NAMD is a parallel molecular dynamics code for large biomolecular systems. Version 2.7b1 has some advantages over 2.6 and an extensive user's guide.

Download the tarball (registration required), put it somewhere sensible (e.g., /usr/local/src/NAMD) and unpack (tar xvf NAMD_2.7b1_Source.tar.gz) and enter that directory.


tar xzf NAMD_2.7b1_Source.tar.gz
cd NAMD_2.7b1_Source/


Note the comment in the notes.txt (where the useful information is kept)

"Building a complete NAMD binary from source code requires working C and C++ compilers, Charm++/Converse, TCL, and FFTW. NAMD will compile without TCL or FFTW but certain features will be disabled."

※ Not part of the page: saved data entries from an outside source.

//! Alert condition evaluation against projected figures

use rust_decimal::Decimal;

use super::types::{Alert, AlertCondition, AlertType};
use crate::projection::ProjectedFigures;

/// Whether `condition` is met by `figures`
///
/// Threshold, milestone and goal are three names for one rule: the projected
/// value has reached the target (inclusive). A zero or missing target never
/// matches. Reminders are time-driven and always evaluate to false here.
pub fn evaluate<F: ProjectedFigures + ?Sized>(condition: &AlertCondition, figures: &F) -> bool {
    match condition.alert_type {
        AlertType::Threshold | AlertType::Milestone | AlertType::Goal => {
            match set_target(condition.target_value) {
                Some(target) => figures.projected_value() >= target,
                None => false,
            }
        }
        AlertType::Roi => match (set_target(condition.target_roi_pct), figures.roi_pct()) {
            (Some(target), Some(roi)) => roi >= target,
            _ => false,
        },
        AlertType::Reminder => false,
    }
}

fn set_target(target: Option<Decimal>) -> Option<Decimal> {
    target.filter(|value| !value.is_zero())
}

impl Alert {
    /// Evaluate this alert against its linked scenario's figures
    ///
    /// Returns false without looking at the condition when the alert is not
    /// active or no figures are available for it.
    pub fn check_condition<F: ProjectedFigures + ?Sized>(&self, figures: Option<&F>) -> bool {
        if !self.is_active() {
            return false;
        }
        match figures {
            Some(figures) => evaluate(&self.condition, figures),
            None => false,
        }
    }
}

#[cfg(test)]
mod tests {
    use super::*;
    use crate::alerts::AlertStatus;
    use crate::projection::ScenarioFigures;
    use rust_decimal_macros::dec;

    fn figures(value: Decimal, contributions: Decimal) -> ScenarioFigures {
        ScenarioFigures {
            projected_value: value,
            total_contributions: contributions,
            total_gains: value - contributions,
        }
    }

    #[test]
    fn test_threshold_boundary_is_inclusive() {
        let condition = AlertCondition::value_target(AlertType::Threshold, dec!(100000));

        assert!(evaluate(&condition, &figures(dec!(100000.00), dec!(60000))));
        assert!(!evaluate(&condition, &figures(dec!(99999.99), dec!(60000))));
    }

    #[test]
    fn test_value_aliases_share_one_rule() {
        let f = figures(dec!(250000), dec!(100000));

        for alert_type in [AlertType::Threshold, AlertType::Milestone, AlertType::Goal] {
            assert!(evaluate(&AlertCondition::value_target(alert_type, dec!(250000)), &f));
            assert!(!evaluate(&AlertCondition::value_target(alert_type, dec!(250000.01)), &f));
        }
    }

    #[test]
    fn test_missing_or_zero_value_target_never_matches() {
        let f = figures(dec!(1000), dec!(500));
        let missing = AlertCondition {
            alert_type: AlertType::Goal,
            target_value: None,
            target_roi_pct: Some(dec!(1)),
        };

        assert!(!evaluate(&missing, &f));
        assert!(!evaluate(&AlertCondition::value_target(AlertType::Threshold, Decimal::ZERO), &f));
    }

    #[test]
    fn test_roi_target() {
        let condition = AlertCondition::roi_target(dec!(50));

        assert!(evaluate(&condition, &figures(dec!(150000), dec!(100000))));
        assert!(!evaluate(&condition, &figures(dec!(149999), dec!(100000))));
    }

    #[test]
    fn test_roi_without_contributions_is_false() {
        let condition = AlertCondition::roi_target(dec!(50));
        assert!(!evaluate(&condition, &figures(dec!(1000), Decimal::ZERO)));
    }

    #[test]
    fn test_roi_ignores_value_target() {
        let condition = AlertCondition {
            alert_type: AlertType::Roi,
            target_value: Some(dec!(1)),
            target_roi_pct: None,
        };
        assert!(!evaluate(&condition, &figures(dec!(1000000), dec!(1))));
    }

    #[test]
    fn test_reminder_never_matches() {
        let condition = AlertCondition {
            alert_type: AlertType::Reminder,
            target_value: Some(dec!(1)),
            target_roi_pct: Some(dec!(1)),
        };
        assert!(!evaluate(&condition, &figures(dec!(1000000), dec!(1))));
    }

    #[test]
    fn test_evaluates_projection_output() {
        let params = crate::scenario::ScenarioParameters::new(dec!(10000), dec!(7), 20)
            .with_monthly_contribution(dec!(500));
        let result = crate::projection::project(&params).unwrap();

        assert!(evaluate(&AlertCondition::value_target(AlertType::Milestone, dec!(300000)), &result));
        assert!(evaluate(&AlertCondition::roi_target(dec!(130)), &result));
        assert!(!evaluate(&AlertCondition::roi_target(dec!(132)), &result));

        let year_ten = result.snapshot(10).unwrap();
        assert!(!evaluate(&AlertCondition::value_target(AlertType::Goal, dec!(300000)), year_ten));
    }

    #[test]
    fn test_check_condition_requires_active_and_figures() {
        let f = figures(dec!(500000), dec!(100000));
        let mut alert = Alert::new(1, "Half million", AlertCondition::value_target(AlertType::Goal, dec!(500000)), "")
            .for_scenario(9);

        assert!(alert.check_condition(Some(&f)));
        assert!(!alert.check_condition::<ScenarioFigures>(None));

        alert.status = AlertStatus::Disabled;
        assert!(!alert.check_condition(Some(&f)));

        alert.status = AlertStatus::Triggered;
        assert!(!alert.check_condition(Some(&f)));
    }
}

Load the appropriate modules you will need for this install.


module load gcc/4.3.3
module load fftw/2.1.5-gcc-openmpi
module load tcl/8.5.3
module load openmpi/1.3.3-gcc


NB: This was initially installed with OpenMPI 1.3.1, which has a bug relating to InfiniBand. Please use OpenMPI 1.3.2

This will vary according to the installation of NAMD you are building. e.g.,


module load pgi/8.0
module load fftw/2.1.5-pgi-openmpi
module load tcl/8.5.3
module load openmpi-pgi/1.3.2


Within the new directory there will be a tar file for the Charm++ source code. Unpack this and enter that directory. Build and test the Charm++/Converse library with the following commands:


tar xf charm-6.1.tar
cd charm-6.1
./build charm++ mpi-linux-x86_64 --no-shared -O -DCMK_OPTIMIZE=1
cd mpi-linux-x86_64/tests/charm++/megatest
make pgm
mpiexec -n 2 ./pgm


It should work like a charm (haha).

Make your way back up to the source directory and either follow the instructions in the readme.txt for installing the TCL and FFTW libraries or, in this particular case, load the modules as above. Load modules if you have not already done so (the parallel build would have failed if you did not load the openmpi module), make a directory, and build for each FFTW, Open-MPI, GCC and PGI combination as appropriate.

Because NAMD's config file does not offer a --prefix option, one needs to create a new directory for each combination. For example;


mkdir /usr/local/src/NAMD/2.7b1-openmpi-gcc
cp -r /usr/local/src/NAMD/NAMD_2.7b1_Source /usr/local/src/NAMD/2.7b1-openmpi-gcc
cd /usr/local/src/NAMD/2.7b1-openmpi-gcc


Note that there's significant differences between fftw 2.x and fftw 3.x; the former works, I haven't tried the latter.

Go into the arch directory and modify the Linux-x86_64.fftw and Linux-x86_64.tcl files so that the former includes the path FFTDIR=/usr/local/fftw/2.1.5-gcc-openmpi and the later TCLDIR=/usr/local/tcl/8.5.3 and TCLLIB=-L$(TCLDIR)/lib -ltcl8.5.3 -ldl

Then configure and make.


./config Linux-x86_64-g++ --charm-arch mpi-linux-x86_64
cd Linux-x86_64-g++
make


In the Linux-x86_64-g++ directory there will now be a namd binary. Copy this to /usr/local/namd/2.7b1-openmpi-gcc and create a new module


cp namd2 /usr/local/namd/2.7b1-openmpi-gcc
cd /usr/local/Modules/modulefiles/namd
ln -s .base 2.7b1-openmpi-gcc


Next step; test - then you're on your way to the great world of protein folding and Modelling HIV Protease Mutations.